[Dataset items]
++++++++++

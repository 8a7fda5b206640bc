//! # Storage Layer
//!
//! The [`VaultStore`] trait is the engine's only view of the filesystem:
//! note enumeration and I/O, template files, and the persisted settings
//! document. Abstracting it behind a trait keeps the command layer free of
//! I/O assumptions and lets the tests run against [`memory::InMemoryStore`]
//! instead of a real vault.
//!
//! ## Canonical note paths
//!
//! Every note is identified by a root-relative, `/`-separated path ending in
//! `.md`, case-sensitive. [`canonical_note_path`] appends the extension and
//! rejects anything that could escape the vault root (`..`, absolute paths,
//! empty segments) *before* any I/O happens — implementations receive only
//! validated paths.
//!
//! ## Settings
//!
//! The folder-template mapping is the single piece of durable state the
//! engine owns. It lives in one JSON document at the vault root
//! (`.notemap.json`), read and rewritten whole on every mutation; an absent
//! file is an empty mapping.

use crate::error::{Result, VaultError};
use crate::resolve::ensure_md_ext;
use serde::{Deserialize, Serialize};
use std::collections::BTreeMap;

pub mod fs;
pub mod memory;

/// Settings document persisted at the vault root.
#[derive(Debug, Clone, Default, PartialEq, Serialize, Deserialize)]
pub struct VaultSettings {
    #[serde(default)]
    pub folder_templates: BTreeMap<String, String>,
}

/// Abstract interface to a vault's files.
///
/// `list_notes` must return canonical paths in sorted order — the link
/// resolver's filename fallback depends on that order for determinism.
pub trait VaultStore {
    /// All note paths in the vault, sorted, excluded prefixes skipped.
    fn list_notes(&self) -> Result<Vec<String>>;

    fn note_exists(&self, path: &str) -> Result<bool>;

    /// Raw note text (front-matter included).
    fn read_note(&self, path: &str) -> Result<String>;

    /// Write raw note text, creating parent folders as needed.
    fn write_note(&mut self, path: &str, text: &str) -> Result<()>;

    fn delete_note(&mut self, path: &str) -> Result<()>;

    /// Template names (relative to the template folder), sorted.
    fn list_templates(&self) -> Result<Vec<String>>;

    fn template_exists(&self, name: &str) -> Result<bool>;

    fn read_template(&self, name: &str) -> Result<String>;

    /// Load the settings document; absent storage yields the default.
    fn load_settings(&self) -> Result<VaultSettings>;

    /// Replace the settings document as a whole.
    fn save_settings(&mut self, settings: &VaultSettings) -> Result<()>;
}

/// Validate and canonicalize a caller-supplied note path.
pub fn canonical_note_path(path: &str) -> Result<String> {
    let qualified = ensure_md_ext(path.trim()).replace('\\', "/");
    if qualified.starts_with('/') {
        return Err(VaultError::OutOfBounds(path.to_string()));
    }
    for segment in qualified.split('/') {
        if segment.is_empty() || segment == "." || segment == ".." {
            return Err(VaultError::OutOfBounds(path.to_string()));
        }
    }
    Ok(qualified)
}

++++++++++

## The problem
Return every line of the data unchanged.

## Problem solution
repository 8a7fda5b206640bc
//! # Storage Layer
//!
//! The [`VaultStore`] trait is the engine's only view of the filesystem:
//! note enumeration and I/O, template files, and the persisted settings
//! document. Abstracting it behind a trait keeps the command layer free of
//! I/O assumptions and lets the tests run against [`memory::InMemoryStore`]
//! instead of a real vault.
//!
//! ## Canonical note paths
//!
//! Every note is identified by a root-relative, `/`-separated path ending in
//! `.md`, case-sensitive. [`canonical_note_path`] appends the extension and
//! rejects anything that could escape the vault root (`..`, absolute paths,
//! empty segments) *before* any I/O happens — implementations receive only
//! validated paths.
//!
//! ## Settings
//!
//! The folder-template mapping is the single piece of durable state the
//! engine owns. It lives in one JSON document at the vault root
//! (`.notemap.json`), read and rewritten whole on every mutation; an absent
//! file is an empty mapping.

use crate::error::{Result, VaultError};
use crate::resolve::ensure_md_ext;
use serde::{Deserialize, Serialize};
use std::collections::BTreeMap;

pub mod fs;
pub mod memory;

/// Settings document persisted at the vault root.
#[derive(Debug, Clone, Default, PartialEq, Serialize, Deserialize)]
pub struct VaultSettings {
    #[serde(default)]
    pub folder_templates: BTreeMap<String, String>,
}

/// Abstract interface to a vault's files.
///
/// `list_notes` must return canonical paths in sorted order — the link
/// resolver's filename fallback depends on that order for determinism.
pub trait VaultStore {
    /// All note paths in the vault, sorted, excluded prefixes skipped.
    fn list_notes(&self) -> Result<Vec<String>>;

    fn note_exists(&self, path: &str) -> Result<bool>;

    /// Raw note text (front-matter included).
    fn read_note(&self, path: &str) -> Result<String>;

    /// Write raw note text, creating parent folders as needed.
    fn write_note(&mut self, path: &str, text: &str) -> Result<()>;

    fn delete_note(&mut self, path: &str) -> Result<()>;

    /// Template names (relative to the template folder), sorted.
    fn list_templates(&self) -> Result<Vec<String>>;

    fn template_exists(&self, name: &str) -> Result<bool>;

    fn read_template(&self, name: &str) -> Result<String>;

    /// Load the settings document; absent storage yields the default.
    fn load_settings(&self) -> Result<VaultSettings>;

    /// Replace the settings document as a whole.
    fn save_settings(&mut self, settings: &VaultSettings) -> Result<()>;
}

/// Validate and canonicalize a caller-supplied note path.
pub fn canonical_note_path(path: &str) -> Result<String> {
    let qualified = ensure_md_ext(path.trim()).replace('\\', "/");
    if qualified.starts_with('/') {
        return Err(VaultError::OutOfBounds(path.to_string()));
    }
    for segment in qualified.split('/') {
        if segment.is_empty() || segment == "." || segment == ".." {
            return Err(VaultError::OutOfBounds(path.to_string()));
        }
    }
    Ok(qualified)
}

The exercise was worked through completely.